What the Deal for Tysabri Gives Biogen Idec and Elan Corporation plc
Aside from having to buy out Elan Corporation plc, the deal means that Biogen Idec will now have complete control over Tysabri to avoid cannibalizing sales for its other multiple sclerosis drug Avonex along with BG-12 (that is, if the FDA approves it in the near future). That’s important because Biogen Idec is up against tough competition in the multiple sclerosis drug space from the likes of Switzerland based Novartis AG (NYSE: NVS) and Israel based Teva Pharmaceutical Industries (NYSE: TEVA).
Elan Corporation plc also comes out a winner with the deal because it gets a big cash infusion that can be directed towards getting its drug pipeline approved or to make acquisitions or for other uses. Likewise, Elan Corporation plc reported three net losses last year of $229.90M (most recent reported quarter), $60.30M and $31.80M; net income of 560.50M (2011); and then another string of net losses of $324.70M (2010), $176.20M (2009) and $71.00M (2008) over the past few years.
Biogen Idec Vs. Elan Corporation plc: Are Investors Winners or Losers With Either?
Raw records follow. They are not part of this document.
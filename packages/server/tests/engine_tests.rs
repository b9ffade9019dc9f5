//! Engine integration tests: full pipeline runs over mock dependencies.

mod common;

use std::sync::atomic::{AtomicUsize, Ordering};
use std::sync::Arc;
use std::time::Duration;

use async_trait::async_trait;
use chrono::{DateTime, Utc};
use common::{fast_config, harness, harness_with, lead, parse_export, wait_for_terminal};
use profile_client::FetchStatus;
use server_core::kernel::jobs::{
    EngineConfig, InMemoryJobStore, Job, JobEngine, JobStatus, JobStore, Mutator, StoreError,
    SubmitError,
};
use server_core::kernel::test_dependencies::{MockAI, MockProfileFetcher};
use uuid::Uuid;

// =============================================================================
// Scenario tests
// =============================================================================

#[tokio::test]
async fn three_valid_records_complete_with_no_errors() {
    let h = harness();
    let records = vec![
        lead("Jane", "Doe", Some("https://example.com/in/jane")),
        lead("John", "Smith", Some("https://example.com/in/john")),
        lead("Ada", "Lovelace", Some("https://example.com/in/ada")),
    ];

    let job_id = h.engine.create(records).await.unwrap();
    let job = wait_for_terminal(&h.store, job_id).await;

    assert_eq!(job.status, JobStatus::Completed);
    assert_eq!(job.processed, 3);
    assert_eq!(job.error_count(), 0);
    assert!(job.completed_at.is_some());

    let rows = parse_export(job.artifact.as_deref().unwrap());
    assert_eq!(rows.len(), 3);
    assert_eq!(rows[0][0], "Jane Doe");
    assert_eq!(rows[2][0], "Ada Lovelace");

    let snapshot = job.snapshot();
    assert_eq!(snapshot.progress_percent, 100);
    assert_eq!(snapshot.estimated_remaining_seconds, 0);
}

#[tokio::test]
async fn validation_failure_is_recorded_and_job_still_completes() {
    let h = harness();
    let records = vec![
        lead("Jane", "Doe", Some("https://example.com/in/jane")),
        lead("John", "", Some("https://example.com/in/john")),
    ];

    let job_id = h.engine.create(records).await.unwrap();
    let job = wait_for_terminal(&h.store, job_id).await;

    assert_eq!(job.status, JobStatus::Completed);
    assert_eq!(job.processed, 2);
    assert_eq!(job.error_count(), 1);

    // The invalid record never reaches the fetcher
    assert!(h.fetcher.was_fetched("https://example.com/in/jane"));
    assert!(!h.fetcher.was_fetched("https://example.com/in/john"));

    let rows = parse_export(job.artifact.as_deref().unwrap());
    assert_eq!(rows[1][1], "");
    assert!(rows[1][2].contains("last name is required"));
}

#[tokio::test]
async fn fetch_timeout_still_yields_a_generated_email() {
    let url = "https://example.com/in/slow";
    let fetcher = MockProfileFetcher::new().with_status(url, FetchStatus::Timeout);
    let h = harness_with(fetcher, MockAI::new(), fast_config());

    let job_id = h
        .engine
        .create(vec![lead("Slow", "Fetch", Some(url))])
        .await
        .unwrap();
    let job = wait_for_terminal(&h.store, job_id).await;

    assert_eq!(job.status, JobStatus::Completed);
    assert_eq!(job.error_count(), 0);

    let outcome = &job.outcomes[0];
    assert!(outcome.is_success());
    match &outcome.result {
        server_core::kernel::jobs::OutcomeResult::Success { fetch_status, .. } => {
            assert_eq!(*fetch_status, Some(FetchStatus::Timeout));
        }
        other => panic!("expected success outcome, got {:?}", other),
    }

    // The degraded prompt uses lead fields only
    let prompts = h.ai.prompts();
    assert_eq!(prompts.len(), 1);
    assert!(prompts[0].contains("Slow Fetch"));
    assert!(!prompts[0].contains("Mock headline"));
}

#[tokio::test]
async fn empty_batch_is_rejected_without_creating_a_job() {
    let h = harness();
    let err = h.engine.create(vec![]).await.unwrap_err();
    assert!(matches!(err, SubmitError::EmptyBatch));
    assert_eq!(h.store.len().await, 0);
}

#[tokio::test]
async fn all_invalid_batch_completes_with_zero_successes() {
    let h = harness();
    let records = vec![lead("", "Doe", None), lead("John", "", None)];

    let job_id = h.engine.create(records).await.unwrap();
    let job = wait_for_terminal(&h.store, job_id).await;

    assert_eq!(job.status, JobStatus::Completed);
    assert_eq!(job.processed, 2);
    assert_eq!(job.success_count(), 0);
    assert_eq!(job.error_count(), 2);
    assert!(job.artifact.is_some());
    assert!(h.fetcher.calls().is_empty());
}

// =============================================================================
// Concurrency and progress properties
// =============================================================================

#[tokio::test]
async fn processed_is_monotonic_and_bounded_by_total() {
    let fetcher = MockProfileFetcher::new().with_delay(Duration::from_millis(30));
    let h = harness_with(
        fetcher,
        MockAI::new(),
        EngineConfig {
            fetch_concurrency: 2,
            generation_timeout: Duration::from_secs(5),
        },
    );

    let records = (0..6)
        .map(|i| lead("Lead", &format!("Number{}", i), Some("https://example.com/in/x")))
        .collect();
    let job_id = h.engine.create(records).await.unwrap();

    let mut last = 0;
    loop {
        let job = h.store.get(job_id).await.unwrap().unwrap();
        assert!(job.processed >= last, "processed went backwards");
        assert!(job.processed <= job.total);
        assert_eq!(job.outcomes.len(), job.processed);
        last = job.processed;
        if job.status.is_terminal() {
            break;
        }
        tokio::time::sleep(Duration::from_millis(5)).await;
    }

    let job = h.store.get(job_id).await.unwrap().unwrap();
    assert_eq!(job.status, JobStatus::Completed);
    assert_eq!(job.processed, 6);
}

#[tokio::test]
async fn concurrent_fetches_never_exceed_the_pool_size() {
    let fetcher = MockProfileFetcher::new().with_delay(Duration::from_millis(50));
    let h = harness_with(
        fetcher,
        MockAI::new(),
        EngineConfig {
            fetch_concurrency: 3,
            generation_timeout: Duration::from_secs(5),
        },
    );

    let records = (0..8)
        .map(|i| lead("Lead", &format!("Number{}", i), Some("https://example.com/in/x")))
        .collect();
    let job_id = h.engine.create(records).await.unwrap();
    wait_for_terminal(&h.store, job_id).await;

    assert!(h.fetcher.max_in_flight() <= 3);
    assert_eq!(h.fetcher.calls().len(), 8);
}

#[tokio::test]
async fn outcomes_cover_every_input_index_exactly_once() {
    let h = harness();
    let records = (0..5)
        .map(|i| lead("Lead", &format!("Number{}", i), Some("https://example.com/in/x")))
        .collect();

    let job_id = h.engine.create(records).await.unwrap();
    let job = wait_for_terminal(&h.store, job_id).await;

    let mut indices: Vec<usize> = job.outcomes.iter().map(|o| o.index).collect();
    indices.sort_unstable();
    assert_eq!(indices, vec![0, 1, 2, 3, 4]);
}

#[tokio::test]
async fn generation_failure_is_record_level_not_job_level() {
    let ai = MockAI::new().failing_with("model unavailable");
    let h = harness_with(MockProfileFetcher::new(), ai, fast_config());

    let job_id = h
        .engine
        .create(vec![lead("Jane", "Doe", Some("https://example.com/in/jane"))])
        .await
        .unwrap();
    let job = wait_for_terminal(&h.store, job_id).await;

    assert_eq!(job.status, JobStatus::Completed);
    assert_eq!(job.error_count(), 1);
    let rows = parse_export(job.artifact.as_deref().unwrap());
    assert!(rows[0][2].contains("model unavailable"));
}

// =============================================================================
// Infrastructure failure
// =============================================================================

/// Delegating store that fails exactly one update call.
struct FlakyStore {
    inner: InMemoryJobStore,
    update_calls: AtomicUsize,
    fail_on_call: usize,
}

impl FlakyStore {
    fn failing_on(call: usize) -> Self {
        Self {
            inner: InMemoryJobStore::new(),
            update_calls: AtomicUsize::new(0),
            fail_on_call: call,
        }
    }
}

#[async_trait]
impl JobStore for FlakyStore {
    async fn put(&self, job: Job) -> Result<(), StoreError> {
        self.inner.put(job).await
    }

    async fn get(&self, id: Uuid) -> Result<Option<Job>, StoreError> {
        self.inner.get(id).await
    }

    async fn update(&self, id: Uuid, mutate: Mutator) -> Result<Job, StoreError> {
        let call = self.update_calls.fetch_add(1, Ordering::SeqCst) + 1;
        if call == self.fail_on_call {
            return Err(StoreError::Unavailable("injected outage".to_string()));
        }
        self.inner.update(id, mutate).await
    }

    async fn evict_finished(&self, older_than: DateTime<Utc>) -> Result<u64, StoreError> {
        self.inner.evict_finished(older_than).await
    }
}

#[tokio::test]
async fn store_failure_fails_the_job_and_offers_no_artifact() {
    // Call 1 is begin_processing, call 2 is the first outcome write
    let store = Arc::new(FlakyStore::failing_on(2));
    let fetcher = Arc::new(MockProfileFetcher::new());
    let ai = Arc::new(MockAI::new());
    let engine = JobEngine::new(
        store.clone(),
        fetcher,
        ai,
        EngineConfig {
            fetch_concurrency: 1,
            generation_timeout: Duration::from_secs(5),
        },
    );

    let records = vec![
        lead("Jane", "Doe", Some("https://example.com/in/jane")),
        lead("John", "Smith", Some("https://example.com/in/john")),
        lead("Ada", "Lovelace", Some("https://example.com/in/ada")),
    ];
    let job_id = engine.create(records).await.unwrap();

    let job = loop {
        let job = store.get(job_id).await.unwrap().unwrap();
        if job.status.is_terminal() {
            break job;
        }
        tokio::time::sleep(Duration::from_millis(10)).await;
    };

    assert_eq!(job.status, JobStatus::Failed);
    assert!(job.error.as_deref().unwrap().contains("injected outage"));
    assert!(job.artifact.is_none());
    assert!(job.completed_at.is_some());
}

// =============================================================================
// Snapshot idempotence
// =============================================================================

#[tokio::test]
async fn status_reads_without_processing_are_identical() {
    let h = harness();
    let job_id = h
        .engine
        .create(vec![lead("Jane", "Doe", None)])
        .await
        .unwrap();
    wait_for_terminal(&h.store, job_id).await;

    let first = h.engine.snapshot(job_id).await.unwrap().unwrap();
    tokio::time::sleep(Duration::from_millis(20)).await;
    let second = h.engine.snapshot(job_id).await.unwrap().unwrap();
    assert_eq!(first, second);
}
Clearly, investors in Biogen Idec have been winners as the stock is up 32.1% over the past year and up 160.6% over the past five years plus the deal strengthens its position in the multiple sclerosis drug market. That could mean Biogen Idec is almost a sure thing while its trailing P/E of 27.95 and forward P/E of 17.59 don’t look too bad.
However, whether it’s a great long term deal for investors in Elan Corporation plc remains to be seen. For starters, the deal kills any rumor that Biogen Idec will acquire Elan Corporation plc – a big reason for the 10.13% drop as short-term traders headed for the exits. The problems is for the long-term. On the surface, the deal seems like a good one; but beneath the surface, Elan Corporation plc’s management may not have the right priorities for what it does with the windfall from the sale of Tysabri.
In early January 2011, Elan Corporation plc confirmed with Reuters that it would layoff 10% of its workforce or 130 people with most of the layoffs to occur at the company's research and development site in San Francisco with 50% of the cuts being scientists. However, management intends to keep the private jet.
Moreover and according to Reuters, FAA records show that Elan Corporation plc is part owner of not just any private jet but a Gulfstream G-400 through Warren Buffet’s NetJets. The Gulfstream G-400 is one of the largest jets in the NetJets’ fleet and can carry 13 executives (or their secretaries, mistreeses and what not) 4,100 nautical miles – basically nonstop from Chicago to Berlin without any refueling. It estimated to cost between $10,000 and $11,000 an hour for capital outlay, maintenance costs and hourly fees for a NetJets’ Gulfstream G-400 – meaning one round-trip flight from San Francisco to New York would cost about $100,000 or roughly one laid off scientist.
The use of corporate jets has long irked activist investors in Elan Corporation plc – almost as much as the stock being down 32.8% over the past year and down 63.7% over the past five years.
The Bottom Line. The deal for multiple sclerosis drug Tysabri looks like a win-win for both Biogen Idec and Elan Corporation plc, investors might want to stick with the former rather than the later as while investors should not have a problem with executives using private jets, they should have a problem with the direction ELN’s stock has headed in for the past five years while its executives used those private jets.